The listing is to be printed in full, exactly as given.

INPUT DATA:
========================================
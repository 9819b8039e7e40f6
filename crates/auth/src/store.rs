//! SQLite-backed credential store using sqlx.

use {
    secrecy::{ExposeSecret, Secret},
    sqlx::{QueryBuilder, Row, Sqlite, SqlitePool, sqlite::SqliteRow},
    tracing::{debug, info},
};

use crate::{
    Error, Result,
    record::{CredentialFilter, CredentialRecord, NewCredential},
};

/// Persisted credential records keyed by `(site_url, username, scope)`.
///
/// The store owns record identity; credential files are projections of it.
#[derive(Clone)]
pub struct CredentialStore {
    pool: SqlitePool,
}

impl CredentialStore {
    /// Create a store using an existing pool (migrations must already be run).
    ///
    /// Call [`crate::run_migrations`] before using this constructor.
    pub fn with_pool(pool: SqlitePool) -> Self {
        Self { pool }
    }

    /// Connect to `database_url` and run migrations.
    pub async fn connect(database_url: &str) -> Result<Self> {
        let pool = SqlitePool::connect(database_url).await?;
        crate::run_migrations(&pool).await?;
        Ok(Self { pool })
    }

    /// Records matching every field the filter constrains, oldest first.
    pub async fn find(&self, filter: &CredentialFilter) -> Result<Vec<CredentialRecord>> {
        let mut query: QueryBuilder<Sqlite> = QueryBuilder::new(
            "SELECT id, site_url, username, password, scope FROM auth_credentials WHERE 1 = 1",
        );
        if let Some(site_url) = &filter.site_url {
            query.push(" AND site_url = ").push_bind(site_url.as_str());
        }
        if let Some(username) = &filter.username {
            query.push(" AND username = ").push_bind(username.as_str());
        }
        if let Some(scope) = filter.scope {
            query.push(" AND scope = ").push_bind(scope.as_str());
        }
        query.push(" ORDER BY id");

        let rows = query.build().fetch_all(&self.pool).await?;
        let records = rows
            .iter()
            .map(record_from_row)
            .collect::<Result<Vec<_>>>()?;
        debug!(
            site_url = ?filter.site_url,
            username = ?filter.username,
            scope = ?filter.scope,
            count = records.len(),
            "credential lookup"
        );
        Ok(records)
    }

    /// Insert a record, returning its id.
    pub async fn insert(&self, record: &NewCredential) -> Result<i64> {
        let result = sqlx::query(
            "INSERT INTO auth_credentials (site_url, username, password, scope) VALUES (?, ?, ?, ?)",
        )
        .bind(&record.site_url)
        .bind(&record.username)
        .bind(record.password.expose_secret())
        .bind(record.scope.as_str())
        .execute(&self.pool)
        .await
        .map_err(|e| match e {
            sqlx::Error::Database(db) if db.is_unique_violation() => Error::DuplicateCredential {
                site_url: record.site_url.clone(),
                username: record.username.clone(),
                scope: record.scope,
            },
            other => Error::Database(other),
        })?;

        let id = result.last_insert_rowid();
        info!(
            id,
            site_url = %record.site_url,
            username = %record.username,
            scope = %record.scope,
            "credential record inserted"
        );
        Ok(id)
    }

    /// Replace the password of record `id`.
    pub async fn update(&self, id: i64, password: &Secret<String>) -> Result<()> {
        let result = sqlx::query(
            "UPDATE auth_credentials SET password = ?, updated_at = datetime('now') WHERE id = ?",
        )
        .bind(password.expose_secret())
        .bind(id)
        .execute(&self.pool)
        .await?;
        if result.rows_affected() == 0 {
            return Err(Error::NotFound { id });
        }
        info!(id, "credential password updated");
        Ok(())
    }

    /// Remove record `id`. Removing an absent record is not an error.
    pub async fn delete(&self, id: i64) -> Result<()> {
        let result = sqlx::query("DELETE FROM auth_credentials WHERE id = ?")
            .bind(id)
            .execute(&self.pool)
            .await?;
        if result.rows_affected() == 0 {
            debug!(id, "credential record already absent");
        } else {
            info!(id, "credential record deleted");
        }
        Ok(())
    }
}

fn record_from_row(row: &SqliteRow) -> Result<CredentialRecord> {
    let scope: String = row.try_get("scope")?;
    Ok(CredentialRecord {
        id: row.try_get("id")?,
        site_url: row.try_get("site_url")?,
        username: row.try_get("username")?,
        password: Secret::new(row.try_get("password")?),
        scope: scope.parse()?,
    })
}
========================================
SOLUTION FOR THIS EXERCISE:
repository 9819b8039e7e40f6
filename crates/auth/src/store.rs
//! SQLite-backed credential store using sqlx.

use {
    secrecy::{ExposeSecret, Secret},
    sqlx::{QueryBuilder, Row, Sqlite, SqlitePool, sqlite::SqliteRow},
    tracing::{debug, info},
};

use crate::{
    Error, Result,
    record::{CredentialFilter, CredentialRecord, NewCredential},
};

/// Persisted credential records keyed by `(site_url, username, scope)`.
///
/// The store owns record identity; credential files are projections of it.
#[derive(Clone)]
pub struct CredentialStore {
    pool: SqlitePool,
}

impl CredentialStore {
    /// Create a store using an existing pool (migrations must already be run).
    ///
    /// Call [`crate::run_migrations`] before using this constructor.
    pub fn with_pool(pool: SqlitePool) -> Self {
        Self { pool }
    }

    /// Connect to `database_url` and run migrations.
    pub async fn connect(database_url: &str) -> Result<Self> {
        let pool = SqlitePool::connect(database_url).await?;
        crate::run_migrations(&pool).await?;
        Ok(Self { pool })
    }

    /// Records matching every field the filter constrains, oldest first.
    pub async fn find(&self, filter: &CredentialFilter) -> Result<Vec<CredentialRecord>> {
        let mut query: QueryBuilder<Sqlite> = QueryBuilder::new(
            "SELECT id, site_url, username, password, scope FROM auth_credentials WHERE 1 = 1",
        );
        if let Some(site_url) = &filter.site_url {
            query.push(" AND site_url = ").push_bind(site_url.as_str());
        }
        if let Some(username) = &filter.username {
            query.push(" AND username = ").push_bind(username.as_str());
        }
        if let Some(scope) = filter.scope {
            query.push(" AND scope = ").push_bind(scope.as_str());
        }
        query.push(" ORDER BY id");

        let rows = query.build().fetch_all(&self.pool).await?;
        let records = rows
            .iter()
            .map(record_from_row)
            .collect::<Result<Vec<_>>>()?;
        debug!(
            site_url = ?filter.site_url,
            username = ?filter.username,
            scope = ?filter.scope,
            count = records.len(),
            "credential lookup"
        );
        Ok(records)
    }

    /// Insert a record, returning its id.
    pub async fn insert(&self, record: &NewCredential) -> Result<i64> {
        let result = sqlx::query(
            "INSERT INTO auth_credentials (site_url, username, password, scope) VALUES (?, ?, ?, ?)",
        )
        .bind(&record.site_url)
        .bind(&record.username)
        .bind(record.password.expose_secret())
        .bind(record.scope.as_str())
        .execute(&self.pool)
        .await
        .map_err(|e| match e {
            sqlx::Error::Database(db) if db.is_unique_violation() => Error::DuplicateCredential {
                site_url: record.site_url.clone(),
                username: record.username.clone(),
                scope: record.scope,
            },
            other => Error::Database(other),
        })?;

        let id = result.last_insert_rowid();
        info!(
            id,
            site_url = %record.site_url,
            username = %record.username,
            scope = %record.scope,
            "credential record inserted"
        );
        Ok(id)
    }

    /// Replace the password of record `id`.
    pub async fn update(&self, id: i64, password: &Secret<String>) -> Result<()> {
        let result = sqlx::query(
            "UPDATE auth_credentials SET password = ?, updated_at = datetime('now') WHERE id = ?",
        )
        .bind(password.expose_secret())
        .bind(id)
        .execute(&self.pool)
        .await?;
        if result.rows_affected() == 0 {
            return Err(Error::NotFound { id });
        }
        info!(id, "credential password updated");
        Ok(())
    }

    /// Remove record `id`. Removing an absent record is not an error.
    pub async fn delete(&self, id: i64) -> Result<()> {
        let result = sqlx::query("DELETE FROM auth_credentials WHERE id = ?")
            .bind(id)
            .execute(&self.pool)
            .await?;
        if result.rows_affected() == 0 {
            debug!(id, "credential record already absent");
        } else {
            info!(id, "credential record deleted");
        }
        Ok(())
    }
}

fn record_from_row(row: &SqliteRow) -> Result<CredentialRecord> {
    let scope: String = row.try_get("scope")?;
    Ok(CredentialRecord {
        id: row.try_get("id")?,
        site_url: row.try_get("site_url")?,
        username: row.try_get("username")?,
        password: Secret::new(row.try_get("password")?),
        scope: scope.parse()?,
    })
}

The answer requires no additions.